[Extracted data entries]
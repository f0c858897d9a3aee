use super::{Category, Dialect, Entry, Feed, Generator, Link, Person, Source, ATOM_NAMESPACE_URI};
use crate::config::GenerateOptions;
use crate::error::{FeedError, Format};
use crate::namespaces::{dc, georss, itunes, media, podcast, slash, sy, NamespaceTable};
use crate::tree::{write_document, Node, Value, CDATA_KEY};
use crate::util::{
    generate_array_of, generate_cdata_string, generate_namespace_attrs, generate_number,
    generate_plain_string, generate_rfc3339_date, generate_text_or_cdata_string,
};

/// Generates an Atom 1.0 document.
///
/// Unless `options.lenient` is set, the feed must carry `id`, `title` and
/// `updated`, and so must every entry.
///
/// # Errors
///
/// - [`FeedError::MissingField`] when strict validation fails
/// - [`FeedError::InvalidInput`] when nothing could be generated at all
/// - [`FeedError::Write`] if serialization fails
pub fn generate(feed: &Feed, options: &GenerateOptions) -> Result<String, FeedError> {
    if !options.lenient {
        validate(feed)?;
    }

    let body = generate_feed_fields(feed, Dialect::STANDALONE)
        .ok_or(FeedError::InvalidInput(Format::Atom))?;
    let root = Node::new()
        .with("@xmlns", Some(ATOM_NAMESPACE_URI))
        .merge(generate_namespace_attrs(&body, NamespaceTable::standard()))
        .merge(Some(body));

    write_document(&Node::new().with("feed", Some(root)), options)
}

fn require<T>(value: &Option<T>, field: &'static str) -> Result<(), FeedError> {
    match value {
        Some(_) => Ok(()),
        None => Err(FeedError::MissingField {
            format: Format::Atom,
            field,
        }),
    }
}

fn validate(feed: &Feed) -> Result<(), FeedError> {
    require(&feed.id, "id")?;
    require(&feed.title, "title")?;
    require(&feed.updated, "updated")?;
    for entry in feed.entries.iter().flatten() {
        require(&entry.id, "entry.id")?;
        require(&entry.title, "entry.title")?;
        require(&entry.updated, "entry.updated")?;
    }
    Ok(())
}

pub(crate) fn generate_feed_fields(feed: &Feed, dialect: Dialect) -> Option<Node> {
    let key = |name: &str| dialect.key(name);

    let mut node = Node::new()
        .with(&key("id"), generate_plain_string(feed.id.as_deref()))
        .with(&key("title"), generate_text_construct(feed.title.as_deref()))
        .with(&key("updated"), generate_rfc3339_date(feed.updated))
        .with(&key("author"), generate_people(feed.authors.as_deref(), dialect))
        .with(&key("contributor"), generate_people(feed.contributors.as_deref(), dialect))
        .with(&key("link"), generate_array_of(feed.links.as_deref(), generate_link))
        .with(&key("category"), generate_array_of(feed.categories.as_deref(), generate_category))
        .with(&key("generator"), generate_generator(feed.generator.as_ref()))
        .with(&key("icon"), generate_plain_string(feed.icon.as_deref()))
        .with(&key("logo"), generate_plain_string(feed.logo.as_deref()))
        .with(&key("rights"), generate_text_construct(feed.rights.as_deref()))
        .with(&key("subtitle"), generate_text_construct(feed.subtitle.as_deref()));

    if dialect.standalone {
        node = node
            .merge(feed.dc.as_ref().and_then(dc::generate_item_or_feed))
            .merge(feed.sy.as_ref().and_then(sy::generate_feed))
            .merge(feed.itunes.as_ref().and_then(itunes::generate_feed))
            .merge(feed.podcast.as_ref().and_then(podcast::generate_feed))
            .merge(feed.media.as_ref().and_then(media::generate_item_or_feed))
            .merge(feed.georss.as_ref().and_then(georss::generate_item_or_feed))
            .with(
                &key("entry"),
                generate_array_of(feed.entries.as_deref(), |entry| {
                    generate_entry_fields(entry, dialect).map(Value::Node)
                }),
            );
    }
    node.trimmed()
}

pub(crate) fn generate_entry_fields(entry: &Entry, dialect: Dialect) -> Option<Node> {
    let key = |name: &str| dialect.key(name);

    let mut node = Node::new()
        .with(&key("id"), generate_plain_string(entry.id.as_deref()))
        .with(&key("title"), generate_text_construct(entry.title.as_deref()))
        .with(&key("updated"), generate_rfc3339_date(entry.updated))
        .with(&key("published"), generate_rfc3339_date(entry.published))
        .with(&key("author"), generate_people(entry.authors.as_deref(), dialect))
        .with(&key("contributor"), generate_people(entry.contributors.as_deref(), dialect))
        .with(&key("link"), generate_array_of(entry.links.as_deref(), generate_link))
        .with(&key("category"), generate_array_of(entry.categories.as_deref(), generate_category))
        .with(&key("rights"), generate_text_construct(entry.rights.as_deref()))
        .with(&key("summary"), generate_text_construct(entry.summary.as_deref()))
        .with(&key("content"), generate_text_construct(entry.content.as_deref()))
        .with(&key("source"), generate_source(entry.source.as_ref(), dialect));

    if dialect.standalone {
        node = node
            .merge(entry.dc.as_ref().and_then(dc::generate_item_or_feed))
            .merge(entry.slash.as_ref().and_then(slash::generate_item))
            .merge(entry.itunes.as_ref().and_then(itunes::generate_item))
            .merge(entry.podcast.as_ref().and_then(podcast::generate_item))
            .merge(entry.media.as_ref().and_then(media::generate_item_or_feed))
            .merge(entry.georss.as_ref().and_then(georss::generate_item_or_feed));
    }
    node.trimmed()
}

/// Plain text as-is; markup as `type="html"` CDATA.
fn generate_text_construct(value: Option<&str>) -> Option<Value> {
    let (key, text) = generate_text_or_cdata_string(value)?;
    if key == CDATA_KEY {
        Node::new()
            .with("@type", Some("html"))
            .with(CDATA_KEY, Some(text))
            .into_value()
    } else {
        Some(text)
    }
}

fn generate_link(link: &Link) -> Option<Value> {
    Node::new()
        .with("@href", generate_plain_string(link.href.as_deref()))
        .with("@rel", generate_plain_string(link.rel.as_deref()))
        .with("@type", generate_plain_string(link.kind.as_deref()))
        .with("@hreflang", generate_plain_string(link.hreflang.as_deref()))
        .with("@title", generate_plain_string(link.title.as_deref()))
        .with("@length", generate_number(link.length))
        .into_value()
}

fn generate_person(person: &Person, dialect: Dialect) -> Option<Value> {
    Node::new()
        .with(&dialect.key("name"), generate_cdata_string(person.name.as_deref()))
        .with(&dialect.key("uri"), generate_plain_string(person.uri.as_deref()))
        .with(&dialect.key("email"), generate_plain_string(person.email.as_deref()))
        .into_value()
}

fn generate_people(people: Option<&[Person]>, dialect: Dialect) -> Option<Value> {
    generate_array_of(people, |person| generate_person(person, dialect))
}

fn generate_category(category: &Category) -> Option<Value> {
    Node::new()
        .with("@term", generate_plain_string(category.term.as_deref()))
        .with("@scheme", generate_plain_string(category.scheme.as_deref()))
        .with("@label", generate_plain_string(category.label.as_deref()))
        .into_value()
}

fn generate_generator(generator: Option<&Generator>) -> Option<Value> {
    let generator = generator?;
    Node::new()
        .with("@uri", generate_plain_string(generator.uri.as_deref()))
        .with("@version", generate_plain_string(generator.version.as_deref()))
        .with_entry(generate_text_or_cdata_string(generator.text.as_deref()))
        .into_value()
}

fn generate_source(source: Option<&Source>, dialect: Dialect) -> Option<Value> {
    let source = source?;
    let key = |name: &str| dialect.key(name);
    Node::new()
        .with(&key("id"), generate_plain_string(source.id.as_deref()))
        .with(&key("title"), generate_text_construct(source.title.as_deref()))
        .with(&key("updated"), generate_rfc3339_date(source.updated))
        .with(&key("author"), generate_people(source.authors.as_deref(), dialect))
        .with(&key("contributor"), generate_people(source.contributors.as_deref(), dialect))
        .with(&key("link"), generate_array_of(source.links.as_deref(), generate_link))
        .with(&key("category"), generate_array_of(source.categories.as_deref(), generate_category))
        .with(&key("generator"), generate_generator(source.generator.as_ref()))
        .with(&key("icon"), generate_plain_string(source.icon.as_deref()))
        .with(&key("logo"), generate_plain_string(source.logo.as_deref()))
        .with(&key("rights"), generate_text_construct(source.rights.as_deref()))
        .with(&key("subtitle"), generate_text_construct(source.subtitle.as_deref()))
        .into_value()
}

#[cfg(test)]
mod tests {
    use super::*;
    use crate::config::ParseOptions;
    use crate::feeds::atom::parse;
    use chrono::{TimeZone, Utc};
    use pretty_assertions::assert_eq;

    fn minimal_feed() -> Feed {
        let updated = Utc.with_ymd_and_hms(2024, 5, 1, 12, 0, 0).unwrap();
        Feed {
            id: Some("urn:feed".to_string()),
            title: Some("Feed & Co".to_string()),
            updated: Some(updated),
            links: Some(vec![Link {
                href: Some("https://example.com/".to_string()),
                ..Default::default()
            }]),
            entries: Some(vec![Entry {
                id: Some("urn:entry:1".to_string()),
                title: Some("First".to_string()),
                updated: Some(updated),
                content: Some("<p>Body</p>".to_string()),
                ..Default::default()
            }]),
            ..Default::default()
        }
    }

    #[test]
    fn test_generate_declares_atom_namespace() {
        let xml = generate(&minimal_feed(), &GenerateOptions::default())
            .expect("Failed to generate Atom feed");
        assert!(xml.starts_with(r#"<?xml version="1.0" encoding="utf-8"?>"#));
        assert!(xml.contains(r#"<feed xmlns="http://www.w3.org/2005/Atom">"#), "{xml}");
        assert!(xml.contains("<updated>2024-05-01T12:00:00.000Z</updated>"), "{xml}");
        assert!(xml.contains("<![CDATA[<p>Body</p>]]>"), "{xml}");
    }

    #[test]
    fn test_round_trip_recovers_required_fields() {
        let feed = minimal_feed();
        let xml = generate(&feed, &GenerateOptions::default()).unwrap();
        let parsed = parse(&xml, &ParseOptions::default()).expect("generated Atom should parse");

        assert_eq!(parsed.id, feed.id);
        assert_eq!(parsed.title, feed.title);
        assert_eq!(parsed.updated, feed.updated);
        assert_eq!(parsed.links, feed.links);
        let entries = parsed.entries.unwrap();
        let expected = feed.entries.unwrap();
        assert_eq!(entries[0].id, expected[0].id);
        assert_eq!(entries[0].title, expected[0].title);
        assert_eq!(entries[0].content, expected[0].content);
    }

    #[test]
    fn test_strict_generation_requires_fields() {
        let mut feed = minimal_feed();
        feed.updated = None;
        assert!(matches!(
            generate(&feed, &GenerateOptions::default()),
            Err(FeedError::MissingField {
                format: Format::Atom,
                field: "updated"
            })
        ));

        let mut feed = minimal_feed();
        if let Some(entries) = feed.entries.as_mut() {
            entries[0].id = None;
        }
        assert!(matches!(
            generate(&feed, &GenerateOptions::default()),
            Err(FeedError::MissingField { field: "entry.id", .. })
        ));
    }

    #[test]
    fn test_lenient_generation_skips_validation_but_not_emptiness() {
        let lenient = GenerateOptions {
            lenient: true,
            ..Default::default()
        };
        let feed = Feed {
            title: Some("Only a title".to_string()),
            ..Default::default()
        };
        assert!(generate(&feed, &lenient).is_ok());
        assert!(matches!(
            generate(&Feed::default(), &lenient),
            Err(FeedError::InvalidInput(Format::Atom))
        ));
    }

    #[test]
    fn test_embedded_dialect_prefixes_keys() {
        let feed = Feed {
            links: Some(vec![Link {
                href: Some("https://example.com/feed.xml".to_string()),
                rel: Some("self".to_string()),
                ..Default::default()
            }]),
            ..Default::default()
        };
        let node = generate_feed_fields(&feed, Dialect::EMBEDDED).unwrap();
        assert_eq!(node.keys().collect::<Vec<_>>(), vec!["atom:link"]);
    }
}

**About this exercise**. Beginning with the top line of the data above, output every line exactly until the one that contains "if serialization fails", and include that one too.

**Task result**.
repository f0c858897d9a3aee
use super::{Category, Dialect, Entry, Feed, Generator, Link, Person, Source, ATOM_NAMESPACE_URI};
use crate::config::GenerateOptions;
use crate::error::{FeedError, Format};
use crate::namespaces::{dc, georss, itunes, media, podcast, slash, sy, NamespaceTable};
use crate::tree::{write_document, Node, Value, CDATA_KEY};
use crate::util::{
    generate_array_of, generate_cdata_string, generate_namespace_attrs, generate_number,
    generate_plain_string, generate_rfc3339_date, generate_text_or_cdata_string,
};

/// Generates an Atom 1.0 document.
///
/// Unless `options.lenient` is set, the feed must carry `id`, `title` and
/// `updated`, and so must every entry.
///
/// # Errors
///
/// - [`FeedError::MissingField`] when strict validation fails
/// - [`FeedError::InvalidInput`] when nothing could be generated at all
/// - [`FeedError::Write`] if serialization fails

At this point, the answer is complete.